// SPDX-FileCopyrightText: 2025 Semiotic AI, Inc.
//
// SPDX-License-Identifier: Apache-2.0

//! Configuration for regscan runs
//!
//! A [`RegscanConfig`] is built once per run and passed down to the fetcher,
//! the batch loader and the flattener. It names the annotation service, the
//! request timeout, the directory layout and the empty-annotation policy.
//!
//! # Example: Using defaults
//!
//! ```rust
//! use regscan::RegscanConfig;
//!
//! // Public Ensembl server, human, 10s timeout, ./data layout
//! let config = RegscanConfig::default();
//! assert_eq!(config.species, "human");
//! ```
//!
//! # Example: Custom configuration
//!
//! ```rust
//! use regscan::{EmptyAnnotationPolicy, RegscanConfigBuilder};
//! use std::time::Duration;
//!
//! let config = RegscanConfigBuilder::new()
//!     .species("mouse")
//!     .request_timeout(Duration::from_secs(30))
//!     .data_dir("/srv/regscan")
//!     .empty_annotation_policy(EmptyAnnotationPolicy::Drop)
//!     .build()
//!     .unwrap();
//! assert_eq!(config.cache_dir.to_str(), Some("/srv/regscan/cached_responses"));
//! ```

use std::path::{Path, PathBuf};
use std::time::Duration;

use url::Url;

use crate::errors::ConfigError;
use crate::flatten::EmptyAnnotationPolicy;

pub mod constants;

use constants::{env, layout};

/// Configuration for one regscan run
#[derive(Debug, Clone)]
pub struct RegscanConfig {
    /// Base URL of the region annotation service
    pub server_url: Url,

    /// Species segment of the request path
    /// Default: "human"
    pub species: String,

    /// Timeout applied to every region lookup
    /// Default: 10 seconds
    pub request_timeout: Duration,

    /// Directory scanned for gene list CSV files
    pub input_dir: PathBuf,

    /// Directory receiving exported and flattened tables
    pub output_dir: PathBuf,

    /// Directory holding one cache file per gene list
    pub cache_dir: PathBuf,

    /// Append-only log of failed region lookups
    pub error_log: PathBuf,

    /// Whether rows without annotations survive flattening
    /// Default: retain
    pub empty_annotation_policy: EmptyAnnotationPolicy,
}

impl Default for RegscanConfig {
    fn default() -> Self {
        let data_dir = Path::new(constants::DEFAULT_DATA_DIR);
        Self {
            server_url: default_server_url(),
            species: constants::DEFAULT_SPECIES.to_string(),
            request_timeout: constants::DEFAULT_REQUEST_TIMEOUT,
            input_dir: data_dir.join(layout::INPUT_DIR),
            output_dir: data_dir.join(layout::OUTPUT_DIR),
            cache_dir: data_dir.join(layout::CACHE_DIR),
            error_log: data_dir
                .join(layout::ERROR_LOG_DIR)
                .join(layout::ERROR_LOG_FILE),
            empty_annotation_policy: EmptyAnnotationPolicy::default(),
        }
    }
}

// Only ever parses the compile-time constant
fn default_server_url() -> Url {
    Url::parse(constants::ENSEMBL_SERVER).expect("ENSEMBL_SERVER is a valid URL")
}

impl RegscanConfig {
    /// Load configuration from the process environment
    ///
    /// A `.env` file in the working directory is read first (if present).
    /// Unset variables keep their defaults; see [`constants::env`] for names.
    pub fn from_env() -> Result<Self, ConfigError> {
        dotenvy::dotenv().ok();
        Self::from_lookup(|name| dotenvy::var(name).ok())
    }

    /// Build configuration from an arbitrary variable lookup
    ///
    /// # Example
    ///
    /// ```rust
    /// use regscan::RegscanConfig;
    /// use std::collections::HashMap;
    ///
    /// let vars = HashMap::from([("REGSCAN_SPECIES", "mouse"), ("REGSCAN_TIMEOUT_SECS", "3")]);
    /// let lookup = |name: &str| vars.get(name).map(|v| v.to_string());
    /// let config = RegscanConfig::from_lookup(lookup).unwrap();
    /// assert_eq!(config.species, "mouse");
    /// assert_eq!(config.request_timeout.as_secs(), 3);
    /// ```
    pub fn from_lookup<F>(lookup: F) -> Result<Self, ConfigError>
    where
        F: Fn(&str) -> Option<String>,
    {
        let mut builder = RegscanConfigBuilder::new();

        if let Some(server) = lookup(env::SERVER) {
            builder = builder.server_url(server);
        }
        if let Some(species) = lookup(env::SPECIES) {
            builder = builder.species(species);
        }
        if let Some(raw) = lookup(env::TIMEOUT_SECS) {
            let secs: u64 = raw.trim().parse().map_err(|_| {
                ConfigError::invalid_variable(env::TIMEOUT_SECS, &raw, "expected whole seconds")
            })?;
            builder = builder.request_timeout(Duration::from_secs(secs));
        }
        if let Some(dir) = lookup(env::DATA_DIR) {
            builder = builder.data_dir(dir);
        }
        if let Some(dir) = lookup(env::INPUT_DIR) {
            builder = builder.input_dir(dir);
        }
        if let Some(dir) = lookup(env::OUTPUT_DIR) {
            builder = builder.output_dir(dir);
        }
        if let Some(dir) = lookup(env::CACHE_DIR) {
            builder = builder.cache_dir(dir);
        }
        if let Some(path) = lookup(env::ERROR_LOG) {
            builder = builder.error_log(path);
        }
        if let Some(raw) = lookup(env::DROP_EMPTY) {
            let policy = match raw.trim().to_ascii_lowercase().as_str() {
                "1" | "true" | "yes" => EmptyAnnotationPolicy::Drop,
                "0" | "false" | "no" | "" => EmptyAnnotationPolicy::Retain,
                _ => {
                    return Err(ConfigError::invalid_variable(
                        env::DROP_EMPTY,
                        &raw,
                        "expected true or false",
                    ))
                }
            };
            builder = builder.empty_annotation_policy(policy);
        }

        builder.build()
    }

    /// Cache file for a gene list, `cache_{file_name}.json`
    pub fn cache_file_for(&self, input_file_name: &str) -> PathBuf {
        self.cache_dir
            .join(format!("{}{input_file_name}.json", layout::CACHE_FILE_PREFIX))
    }

    /// Exported table for a gene list, `output_{file_name}`
    pub fn output_file_for(&self, input_file_name: &str) -> PathBuf {
        self.output_dir
            .join(format!("{}{input_file_name}", layout::OUTPUT_FILE_PREFIX))
    }

    /// Flattened table for a gene list, `flat_output_{file_name}`
    pub fn flat_file_for(&self, input_file_name: &str) -> PathBuf {
        self.output_dir.join(format!(
            "{}{}{input_file_name}",
            layout::FLAT_FILE_PREFIX,
            layout::OUTPUT_FILE_PREFIX
        ))
    }
}

/// Builder for [`RegscanConfig`]
///
/// Starts from [`RegscanConfig::default`]; [`build`](Self::build) validates
/// the server URL and species.
#[derive(Debug, Clone)]
pub struct RegscanConfigBuilder {
    server_url: String,
    config: RegscanConfig,
}

impl Default for RegscanConfigBuilder {
    fn default() -> Self {
        Self::new()
    }
}

impl RegscanConfigBuilder {
    pub fn new() -> Self {
        Self {
            server_url: constants::ENSEMBL_SERVER.to_string(),
            config: RegscanConfig::default(),
        }
    }

    /// Set the annotation service base URL
    pub fn server_url(mut self, url: impl Into<String>) -> Self {
        self.server_url = url.into();
        self
    }

    pub fn species(mut self, species: impl Into<String>) -> Self {
        self.config.species = species.into();
        self
    }

    pub fn request_timeout(mut self, timeout: Duration) -> Self {
        self.config.request_timeout = timeout;
        self
    }

    /// Place input, output, cache and error log under one root directory
    pub fn data_dir(mut self, dir: impl AsRef<Path>) -> Self {
        let dir = dir.as_ref();
        self.config.input_dir = dir.join(layout::INPUT_DIR);
        self.config.output_dir = dir.join(layout::OUTPUT_DIR);
        self.config.cache_dir = dir.join(layout::CACHE_DIR);
        self.config.error_log = dir.join(layout::ERROR_LOG_DIR).join(layout::ERROR_LOG_FILE);
        self
    }

    pub fn input_dir(mut self, dir: impl Into<PathBuf>) -> Self {
        self.config.input_dir = dir.into();
        self
    }

    pub fn output_dir(mut self, dir: impl Into<PathBuf>) -> Self {
        self.config.output_dir = dir.into();
        self
    }

    pub fn cache_dir(mut self, dir: impl Into<PathBuf>) -> Self {
        self.config.cache_dir = dir.into();
        self
    }

    pub fn error_log(mut self, path: impl Into<PathBuf>) -> Self {
        self.config.error_log = path.into();
        self
    }

    pub fn empty_annotation_policy(mut self, policy: EmptyAnnotationPolicy) -> Self {
        self.config.empty_annotation_policy = policy;
        self
    }

    /// Validate and build the final configuration
    pub fn build(self) -> Result<RegscanConfig, ConfigError> {
        let trimmed = self.server_url.trim().trim_end_matches('/');
        let server_url = Url::parse(trimmed).map_err(|source| ConfigError::InvalidServerUrl {
            value: self.server_url.clone(),
            source,
        })?;

        let species = self.config.species.trim().to_string();
        if species.is_empty() {
            return Err(ConfigError::EmptySpecies);
        }

        Ok(RegscanConfig {
            server_url,
            species,
            ..self.config
        })
    }
}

★ ★ ★ ★ ★ ★ ★

§ YOUR GOAL
Every line of the material that includes the word "HashMap" needs to be copied.

§ ANSWER BELOW
    /// use std::collections::HashMap;
    /// let vars = HashMap::from([("REGSCAN_SPECIES", "mouse"), ("REGSCAN_TIMEOUT_SECS", "3")]);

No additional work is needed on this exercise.